WHAT YOU HAVE TO DO: Collect from the data below each line with "DelayNs".

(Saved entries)
▬▬▬
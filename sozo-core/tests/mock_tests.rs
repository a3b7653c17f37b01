use core::cell::RefCell;

use embedded_hal_mock::eh1::i2c::Mock as I2cMock;
use sozo_core::utils::controllers::i2c::{DeviceError, ServoBoard};
use sozo_core::utils::controllers::{DifferentialDrive, Level, WheelIo};

mod mock_devices;
use mock_devices::*;

#[test]
fn test_configure_servo_board() {
    // Enable, then sleep / prescale / wake for 50 Hz frames
    let expectations = [
        write(PWM_ADDRESS, vec![0x00, 0x01]),
        write(PWM_ADDRESS, vec![0x00, 0x11]),
        write(PWM_ADDRESS, vec![0xFE, 121]),
        write(PWM_ADDRESS, vec![0x00, 0x01]),
    ];

    let mock = I2cMock::new(&expectations);
    let i2c_bus = RefCell::new(mock);
    let mut board = ServoBoard::new(&i2c_bus, PWM_ADDRESS);
    board.init().unwrap();
    board.configure().unwrap();
    drop(board);
    i2c_bus.borrow_mut().done();
}

#[test]
fn test_forward_writes_default_channels() {
    // Auto-increment, then C1 = 1680 us (344 counts), C2 = 1320 us (270 counts)
    let expectations = [
        write(PWM_ADDRESS, vec![0x00, 0x31]),
        write(PWM_ADDRESS, vec![0x0A, 0x00, 0x00, 0x58, 0x01]),
        write(PWM_ADDRESS, vec![0x0E, 0x00, 0x00, 0x0E, 0x01]),
    ];

    let mock = I2cMock::new(&expectations);
    let i2c_bus = RefCell::new(mock);
    let mut board = ServoBoard::new(&i2c_bus, PWM_ADDRESS);
    board.init().unwrap();

    let mut drive = DifferentialDrive::new(board, NoDelay);
    drive.forward(100.0).unwrap();
    drop(drive);
    i2c_bus.borrow_mut().done();
}

#[test]
fn test_stop_pulls_channels_low() {
    // Full OFF bit (OFF_H bit 4) on C1 and C2, ON/OFF counts untouched
    let expectations = [
        write(PWM_ADDRESS, vec![0x00, 0x31]),
        write(PWM_ADDRESS, vec![0x0C, 0x00, 0x10]),
        write(PWM_ADDRESS, vec![0x10, 0x00, 0x10]),
    ];

    let mock = I2cMock::new(&expectations);
    let i2c_bus = RefCell::new(mock);
    let mut board = ServoBoard::new(&i2c_bus, PWM_ADDRESS);
    board.init().unwrap();

    let mut drive = DifferentialDrive::new(board, NoDelay);
    drive.stop().unwrap();
    drop(drive);
    i2c_bus.borrow_mut().done();
}

#[test]
fn test_digital_high_after_stop() {
    // Clear full OFF, then set full ON (ON_H bit 4)
    let expectations = [
        write(PWM_ADDRESS, vec![0x00, 0x31]),
        write(PWM_ADDRESS, vec![0x0C, 0x00, 0x10]),
        write(PWM_ADDRESS, vec![0x0C, 0x00, 0x00]),
        write(PWM_ADDRESS, vec![0x0A, 0x00, 0x10]),
    ];

    let mock = I2cMock::new(&expectations);
    let i2c_bus = RefCell::new(mock);
    let mut board = ServoBoard::new(&i2c_bus, PWM_ADDRESS);
    board.init().unwrap();
    board.set_digital(1, Level::Low).unwrap();
    board.set_digital(1, Level::High).unwrap();
    drop(board);
    i2c_bus.borrow_mut().done();
}

#[test]
fn test_reassigned_pins_use_new_channels() {
    // C6 and C7 after set_wheel_pins(6, 7)
    let expectations = [
        write(PWM_ADDRESS, vec![0x00, 0x31]),
        write(PWM_ADDRESS, vec![0x1E, 0x00, 0x00, 0x58, 0x01]),
        write(PWM_ADDRESS, vec![0x22, 0x00, 0x00, 0x0E, 0x01]),
    ];

    let mock = I2cMock::new(&expectations);
    let i2c_bus = RefCell::new(mock);
    let mut board = ServoBoard::new(&i2c_bus, PWM_ADDRESS);
    board.init().unwrap();

    let mut drive = DifferentialDrive::new(board, NoDelay);
    drive.set_wheel_pins(6, 7);
    drive.continuous_run_tag(0).unwrap();
    drop(drive);
    i2c_bus.borrow_mut().done();
}

#[test]
fn test_invalid_pin_is_rejected_without_bus_traffic() {
    let mock = I2cMock::new(&[]);
    let i2c_bus = RefCell::new(mock);
    let mut board = ServoBoard::new(&i2c_bus, PWM_ADDRESS);
    board.init().unwrap();

    let mut drive = DifferentialDrive::new(board, NoDelay);
    drive.set_wheel_pins(16, 2);
    let result = drive.forward(100.0);
    assert!(matches!(result, Err(DeviceError::InvalidPin(16))));
    drop(drive);
    i2c_bus.borrow_mut().done();
}

#[test]
fn test_uninitialized_board_reports_error() {
    let mock = I2cMock::new(&[]);
    let i2c_bus = RefCell::new(mock);
    let mut board = ServoBoard::new(&i2c_bus, PWM_ADDRESS);

    assert!(matches!(
        board.set_digital(1, Level::Low),
        Err(DeviceError::PwmNotInitialized)
    ));
    assert!(matches!(board.configure(), Err(DeviceError::PwmNotInitialized)));
    drop(board);
    i2c_bus.borrow_mut().done();
}
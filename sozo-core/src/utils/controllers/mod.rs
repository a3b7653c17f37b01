//! Module Exports
//!
//! This file exports the modules used to drive the robot's wheels.
//!
//! - `drive`: the differential drive controller and its configuration.
//! - `i2c`: a PCA9685 servo board backend for the wheel outputs.

pub mod drive;
/// Module for the I2C-connected servo board.
pub mod i2c;

use serde::{Deserialize, Serialize};

use crate::utils::math::pulse::Direction;

pub use drive::{DifferentialDrive, DriveConfig};
pub use i2c::ServoBoard;

/// Output pin identifier.
pub type PinId = u8;

/// Logic level for a digital pin write.
#[derive(Debug, Serialize, Deserialize, Clone, Copy, PartialEq, Eq)]
#[serde(rename_all = "snake_case")]
pub enum Level {
    Low,
    High,
}

/// Output sink for the wheel servos.
pub trait WheelIo {
    type Error;

    /// Emit a servo pulse of `pulse_us` microseconds on `pin`.
    fn set_pulse(
        &mut self,
        pin: PinId,
        pulse_us: u16,
    ) -> Result<(), Self::Error>;

    /// Drive `pin` to a fixed logic level.
    fn set_digital(
        &mut self,
        pin: PinId,
        level: Level,
    ) -> Result<(), Self::Error>;
}

impl<T: WheelIo + ?Sized> WheelIo for &mut T {
    type Error = T::Error;

    fn set_pulse(
        &mut self,
        pin: PinId,
        pulse_us: u16,
    ) -> Result<(), Self::Error> {
        T::set_pulse(self, pin, pulse_us)
    }

    fn set_digital(
        &mut self,
        pin: PinId,
        level: Level,
    ) -> Result<(), Self::Error> {
        T::set_digital(self, pin, level)
    }
}

/// Drive command variants accepted by [`DifferentialDrive::execute_command`].
///
/// Serialized as JSON with tag `"dc"`.
#[derive(Debug, Serialize, Deserialize, Clone, Copy, PartialEq)]
#[serde(tag = "dc", rename_all = "snake_case")] // dc = drive command
pub enum DriveCommand {
    // Configuration Variants
    /// Reassign the left and right wheel pins.
    Pins { l: PinId, r: PinId },
    /// Set the left and right wheel speeds (0-100).
    Speeds { l: f32, r: f32 },

    // Motion Variants
    /// Start moving in direction `d` at power `p` until stopped.
    Move { d: Direction, p: f32 },
    /// Move in direction `d` for `ms` milliseconds, then stop. `p` defaults to 100.
    Timed {
        d: Direction,
        ms: u32,
        p: Option<f32>,
    },
    /// Continuous run by raw direction tag; unknown tags stop.
    Run { t: u8 },
    /// Cut both wheel outputs.
    Stop,
}
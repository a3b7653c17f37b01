//! Math utilities for the sozo robot.
//!
//! This module converts drive commands into servo pulse widths for a two-wheeled
//! robot with opposite-facing continuous-rotation servos.

pub mod pulse;
use clap::Parser;
use embedded_hal::delay::DelayNs;
use sozo_core::utils::controllers::PinId;
use sozo_core::utils::{DifferentialDrive, DriveCommand, DriveConfig, Level, WheelIo};
use std::convert::Infallible;
use std::io::BufRead;
use std::time::Duration;
use tracing::{error, info, warn};

#[derive(Parser)]
#[clap(version = "1.0")]
struct Opts
{
    /// left wheel pin
    #[clap(long, default_value_t = 1)]
    left_pin: PinId,
    /// right wheel pin
    #[clap(long, default_value_t = 2)]
    right_pin: PinId,
    /// left wheel speed (0-100)
    #[clap(long, default_value_t = 20.0)]
    left_speed: f32,
    /// right wheel speed (0-100)
    #[clap(long, default_value_t = 20.0)]
    right_speed: f32,
    /// log timed pauses instead of sleeping through them
    #[clap(long)]
    dry_run: bool,
}

// Wheel outputs that log to console
struct ConsoleWheels;

impl WheelIo for ConsoleWheels {
    type Error = Infallible;

    fn set_pulse(&mut self, pin: PinId, pulse_us: u16) -> Result<(), Self::Error> {
        info!(pin, pulse_us, "servo pulse");
        Ok(())
    }

    fn set_digital(&mut self, pin: PinId, level: Level) -> Result<(), Self::Error> {
        info!(pin, ?level, "digital write");
        Ok(())
    }
}

struct HostDelay {
    dry_run: bool,
}

impl DelayNs for HostDelay {
    fn delay_ns(&mut self, ns: u32) {
        if !self.dry_run {
            std::thread::sleep(Duration::from_nanos(ns.into()));
        }
    }

    fn delay_ms(&mut self, ms: u32) {
        info!(ms, dry_run = self.dry_run, "pause");
        if !self.dry_run {
            std::thread::sleep(Duration::from_millis(ms.into()));
        }
    }
}

fn main() {
    tracing_subscriber::fmt()
        .with_env_filter(tracing_subscriber::EnvFilter::from_default_env())
        .init();

    let opts: Opts = Opts::parse();
    let config = DriveConfig {
        left_pin: opts.left_pin,
        right_pin: opts.right_pin,
        left_speed: opts.left_speed,
        right_speed: opts.right_speed,
    };
    info!(?config, "Starting mock robot, reading drive commands from stdin");

    let mut drive = DifferentialDrive::with_config(
        ConsoleWheels,
        HostDelay {
            dry_run: opts.dry_run,
        },
        config,
    );

    for line in std::io::stdin().lock().lines() {
        let line = match line {
            Ok(line) => line,
            Err(error) => {
                error!(?error, "failed to read stdin");
                break;
            }
        };
        let line = line.trim();
        if line.is_empty() {
            continue;
        }
        match serde_json::from_str::<DriveCommand>(line) {
            Ok(cmd) => {
                info!(?cmd, "Received drive command");
                if let Err(never) = drive.execute_command(cmd) {
                    match never {}
                }
            }
            Err(error) => warn!(?error, line, "Invalid command format"),
        }
    }

    info!("stdin closed, stopping");
    if let Err(never) = drive.stop() {
        match never {}
    }
}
▬▬▬
THE COMPLETED TASK:
use embedded_hal::delay::DelayNs;
impl DelayNs for HostDelay {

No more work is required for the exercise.